Avec le soutien de 260 organisations syndicales (CGT, FSU, Solidaires, Confédération paysanne), associatives, mutualistes et politiques (notamment LFI, PC, EELV, PS), la Convergence nationale Services publics (Convergence SP), la Coordination nationale des hôpitaux et des maternités de proximité et la Convergence rail tenaient leur initiative nationale à Lure comme point d’étape et de départ d’un travail de convergence pour des mobilisations futures concernant la Sécurité sociale et les services publics. Près de 3000 personnes, venues des différentes régions de l’Hexagone, se sont rassemblées les 12, 13 et 14 mai 2023 dans cette sous-préfecture de la Haute-Saône (70), exemple typique du recul des services publics des zones rurales et périurbaines de notre pays avec un comité de vigilance affilié à la Convergence parmi les plus dynamiques de France. Étaient prévus :
- une dizaine d’ateliers vendredi soir, samedi et dimanche matin ;
- un « village » avec les stands des organisations présentes ;
- une manifestation dans les rues de Lure avec un arrêt devant chaque type de services publics agressé par les contre-réformes néolibérales avec pour chacun d’entre eux des prises de parole de responsables d’organisations présentes. Le tout agrémenté par les prestations d’un ensemble de percussions et par des « rosies », troupe de féministes contestataires pour le progrès social ;
- une organisation remarquable du comité de vigilance 70 pour l’hébergement, les repas, l’ambiance fraternelle et la logistique.

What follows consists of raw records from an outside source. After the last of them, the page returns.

//! Absence (antithief) mode
//!
//! While the window is active the socket toggles its relay every 30 minutes
//! to make the home look occupied.

use chrono::{DateTime, Local, NaiveDateTime, TimeZone};
use std::fmt;

use crate::command::Command;
use crate::constants::ABSENCE_ACTIVE;
use crate::error::{Result, WsError};
use crate::layout::{AbsenceReplyRaw, decode_record};

/// Text format of absence timestamps
pub const ABSENCE_TIME_FORMAT: &str = "%d.%m.%Y %H:%M";

/// Absence window as programmed on the socket. Bounds are only reported when active.
#[derive(Debug, Clone, Copy, PartialEq, Eq)]
pub struct AbsenceWindow {
    pub active: bool,
    pub from: Option<DateTime<Local>>,
    pub to: Option<DateTime<Local>>,
}

impl AbsenceWindow {
    pub fn inactive() -> Self {
        Self {
            active: false,
            from: None,
            to: None,
        }
    }
}

impl fmt::Display for AbsenceWindow {
    fn fmt(&self, f: &mut fmt::Formatter<'_>) -> fmt::Result {
        match (self.from, self.to) {
            (Some(from), Some(to)) if self.active => write!(
                f,
                "Absence(active=true, from={}, to={})",
                from.format(ABSENCE_TIME_FORMAT),
                to.format(ABSENCE_TIME_FORMAT)
            ),
            _ => write!(f, "Absence(active={})", self.active),
        }
    }
}

/// Parse a local timestamp in `dd.mm.yyyy HH:MM` format
pub fn parse_absence_time(s: &str) -> Result<DateTime<Local>> {
    let naive = NaiveDateTime::parse_from_str(s.trim(), ABSENCE_TIME_FORMAT)
        .map_err(|e| WsError::InvalidInput(format!("Invalid date '{s}', expected dd.mm.yyyy HH:MM: {e}")))?;
    Local
        .from_local_datetime(&naive)
        .earliest()
        .ok_or_else(|| WsError::InvalidInput(format!("'{s}' does not exist in the local time zone")))
}

fn to_epoch(time: &DateTime<Local>) -> Result<u32> {
    u32::try_from(time.timestamp())
        .map_err(|_| WsError::InvalidInput(format!("{time} is outside the range the socket can store")))
}

fn from_epoch(seconds: u32) -> Result<DateTime<Local>> {
    Local
        .timestamp_opt(i64::from(seconds), 0)
        .single()
        .ok_or_else(|| WsError::UnexpectedResponse(format!("Invalid absence timestamp {seconds}")))
}

/// Build the command programming an absence window.
pub fn program_absence(active: bool, from: &DateTime<Local>, to: &DateTime<Local>) -> Result<Command> {
    Ok(Command::SetAbsence {
        active,
        from: to_epoch(from)?,
        to: to_epoch(to)?,
    })
}

/// Decode an absence query reply.
pub fn decode_absence(payload: &[u8]) -> Result<AbsenceWindow> {
    let record: &AbsenceReplyRaw = decode_record(payload)?;
    if record.flag != ABSENCE_ACTIVE {
        return Ok(AbsenceWindow::inactive());
    }
    Ok(AbsenceWindow {
        active: true,
        from: Some(from_epoch(record.from.get())?),
        to: Some(from_epoch(record.to.get())?),
    })
}
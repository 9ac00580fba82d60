//! UDP transport with per-attempt timeout and bounded retries
//!
//! Sockets answer every command with one datagram. A command is retried when
//! the answer does not arrive in time or fails validation; a local send error
//! ends the exchange at once. The retry bookkeeping lives in [`RetryState`]
//! so it can be tested without any network.

#![allow(async_fn_in_trait)]

use bytes::Bytes;
use std::io;
use std::net::{Ipv4Addr, SocketAddr, SocketAddrV4};
use std::time::Duration;
use tokio::net::UdpSocket;
use tokio::time::timeout;
use tracing::{debug, warn};

use crate::config::ProtocolConfig;
use crate::constants::RECV_BUFFER_SIZE;
use crate::error::{Result, WsError};
use crate::frame;

/// Result of one send/receive attempt
#[derive(Debug, Clone, PartialEq, Eq)]
pub enum Attempt {
    /// Structurally valid reply, already decrypted
    Reply(Bytes),
    TimedOut,
    /// A datagram arrived but failed frame validation
    Invalid,
}

/// What the exchange loop does next
#[derive(Debug)]
pub enum Step {
    Done(Bytes),
    /// Try again, optionally after a pause
    Retry { pause: Option<Duration> },
    /// Attempt budget spent; carries the last recorded failure
    Exhausted(WsError),
}

/// Attempt counter of one exchange.
///
/// Runs at least one attempt even with a budget of zero.
#[derive(Debug, Clone)]
pub struct RetryState {
    budget: u32,
    attempts: u32,
    pause: Duration,
}

impl RetryState {
    pub fn new(budget: u32, pause: Duration) -> Self {
        Self {
            budget: budget.max(1),
            attempts: 0,
            pause,
        }
    }

    pub fn attempts(&self) -> u32 {
        self.attempts
    }

    /// Record the outcome of an attempt and decide what follows.
    pub fn record(&mut self, attempt: Attempt) -> Step {
        self.attempts += 1;
        let (error, pause) = match attempt {
            Attempt::Reply(payload) => return Step::Done(payload),
            Attempt::TimedOut => (WsError::Timeout, None),
            Attempt::Invalid => (WsError::BadReturnData, Some(self.pause)),
        };

        if self.attempts >= self.budget {
            Step::Exhausted(error)
        } else {
            Step::Retry { pause }
        }
    }
}

/// A bound datagram endpoint
pub trait Endpoint {
    async fn send_to(&mut self, frame: &[u8], target: SocketAddr) -> io::Result<()>;

    /// Wait up to `wait` for one datagram; `Ok(None)` on timeout.
    async fn recv(&mut self, wait: Duration) -> io::Result<Option<(Bytes, SocketAddr)>>;
}

/// Tokio UDP socket bound for a single exchange
pub struct UdpEndpoint {
    socket: UdpSocket,
}

impl UdpEndpoint {
    pub async fn bind(config: &ProtocolConfig, broadcast: bool) -> io::Result<Self> {
        Self::bind_port(config.local_port, broadcast).await
    }

    /// Bind on all interfaces; port 0 picks an ephemeral port.
    pub async fn bind_port(port: u16, broadcast: bool) -> io::Result<Self> {
        let local = SocketAddrV4::new(Ipv4Addr::UNSPECIFIED, port);
        let socket = UdpSocket::bind(local).await?;
        if broadcast {
            socket.set_broadcast(true)?;
        }
        debug!("Bound UDP endpoint on {}", socket.local_addr()?);
        Ok(Self { socket })
    }
}

impl Endpoint for UdpEndpoint {
    async fn send_to(&mut self, frame: &[u8], target: SocketAddr) -> io::Result<()> {
        self.socket.send_to(frame, target).await?;
        Ok(())
    }

    async fn recv(&mut self, wait: Duration) -> io::Result<Option<(Bytes, SocketAddr)>> {
        let mut buf = vec![0u8; RECV_BUFFER_SIZE];
        match timeout(wait, self.socket.recv_from(&mut buf)).await {
            Ok(Ok((len, sender))) => {
                buf.truncate(len);
                Ok(Some((Bytes::from(buf), sender)))
            }
            Ok(Err(e)) => Err(e),
            Err(_elapsed) => Ok(None),
        }
    }
}

/// A validated reply and who sent it
#[derive(Debug, Clone, PartialEq, Eq)]
pub struct Reply {
    pub payload: Bytes,
    pub sender: SocketAddr,
}

/// Send `frame` to `target` and wait for a valid reply, retrying per `config`.
pub async fn exchange<E: Endpoint>(
    endpoint: &mut E,
    target: SocketAddr,
    frame: &[u8],
    config: &ProtocolConfig,
) -> Result<Bytes> {
    let mut state = RetryState::new(config.retries, config.retry_pause());

    loop {
        endpoint.send_to(frame, target).await.map_err(WsError::Transport)?;
        debug!("Sent {} bytes to {} (attempt {})", frame.len(), target, state.attempts() + 1);

        let attempt = match endpoint.recv(config.timeout()).await.map_err(WsError::Transport)? {
            None => {
                warn!("No reply from {} within {:?}", target, config.timeout());
                Attempt::TimedOut
            }
            Some((data, sender)) => match frame::parse_reply(&data) {
                Ok(payload) => {
                    debug!("Received {} bytes from {}", data.len(), sender);
                    Attempt::Reply(payload)
                }
                Err(e) => {
                    warn!("Discarding reply from {}: {}", sender, e);
                    Attempt::Invalid
                }
            },
        };

        match state.record(attempt) {
            Step::Done(payload) => return Ok(payload),
            Step::Retry { pause } => {
                if let Some(pause) = pause {
                    tokio::time::sleep(pause).await;
                }
            }
            Step::Exhausted(error) => return Err(error),
        }
    }
}

/// Send `frame` once and gather every valid reply until a receive times out.
pub async fn collect<E: Endpoint>(
    endpoint: &mut E,
    target: SocketAddr,
    frame: &[u8],
    config: &ProtocolConfig,
) -> Result<Vec<Reply>> {
    endpoint.send_to(frame, target).await.map_err(WsError::Transport)?;
    debug!("Broadcast {} bytes to {}", frame.len(), target);

    let mut replies = Vec::new();
    while let Some((data, sender)) = endpoint.recv(config.timeout()).await.map_err(WsError::Transport)? {
        match frame::parse_reply(&data) {
            Ok(payload) => replies.push(Reply { payload, sender }),
            Err(e) => debug!("Skipping reply from {}: {}", sender, e),
        }
    }
    Ok(replies)
}

/// How commands reach the sockets
pub trait Transport {
    /// Targeted command with retries; returns the decrypted reply payload.
    async fn send_and_receive(&self, config: &ProtocolConfig, ip: Ipv4Addr, frame: &[u8]) -> Result<Bytes>;

    /// Single best-effort broadcast; returns all valid replies.
    async fn broadcast(&self, config: &ProtocolConfig, ip: Ipv4Addr, frame: &[u8]) -> Result<Vec<Reply>>;
}

/// Transport over real UDP sockets. Each call binds and drops its own endpoint.
#[derive(Debug, Clone, Copy, Default)]
pub struct UdpTransport;

impl Transport for UdpTransport {
    async fn send_and_receive(&self, config: &ProtocolConfig, ip: Ipv4Addr, frame: &[u8]) -> Result<Bytes> {
        let mut endpoint = UdpEndpoint::bind(config, false).await?;
        let target = SocketAddr::V4(SocketAddrV4::new(ip, config.port));
        exchange(&mut endpoint, target, frame, config).await
    }

    async fn broadcast(&self, config: &ProtocolConfig, ip: Ipv4Addr, frame: &[u8]) -> Result<Vec<Reply>> {
        let mut endpoint = UdpEndpoint::bind(config, true).await?;
        let target = SocketAddr::V4(SocketAddrV4::new(ip, config.port));
        collect(&mut endpoint, target, frame, config).await
    }
}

Débats sur la Sécurité sociale
Pour cela, la Convergence SP estime nécessaire « un changement de cap » de la politique nationale et locale avec « des mesures contraignantes » notamment pour introduire au sein de la Sécurité sociale et des services publics la démocratie, absente aujourd’hui, permettant « un véritable droit d’intervention dans la gestion des services publics des citoyens-usagers et des personnels ». Pour la Sécurité sociale, la volonté – largement rappelée dans l’atelier Sécurité sociale du vendredi soir – est de revenir aux principes fondateurs de celle-ci (unicité, financement par la cotisation, installation de la solidarité définie par l’adage « à chacun selon ses besoins, chacun y contribuant selon ses moyens » et enfin à la gestion de la Sécurité sociale par les représentants élus des assurés sociaux lors d’élections spécifiques pour toutes les caisses de Sécurité sociale). Toujours pour la Sécurité sociale, la Convergence SP appelle à continuer « à poursuivre la mobilisation sur les retraites notamment le 6 juin 2023 » et « à travailler à une mobilisation large en vue du projet de loi de financement de la Sécurité sociale 2024 (PLFSS 2024) ».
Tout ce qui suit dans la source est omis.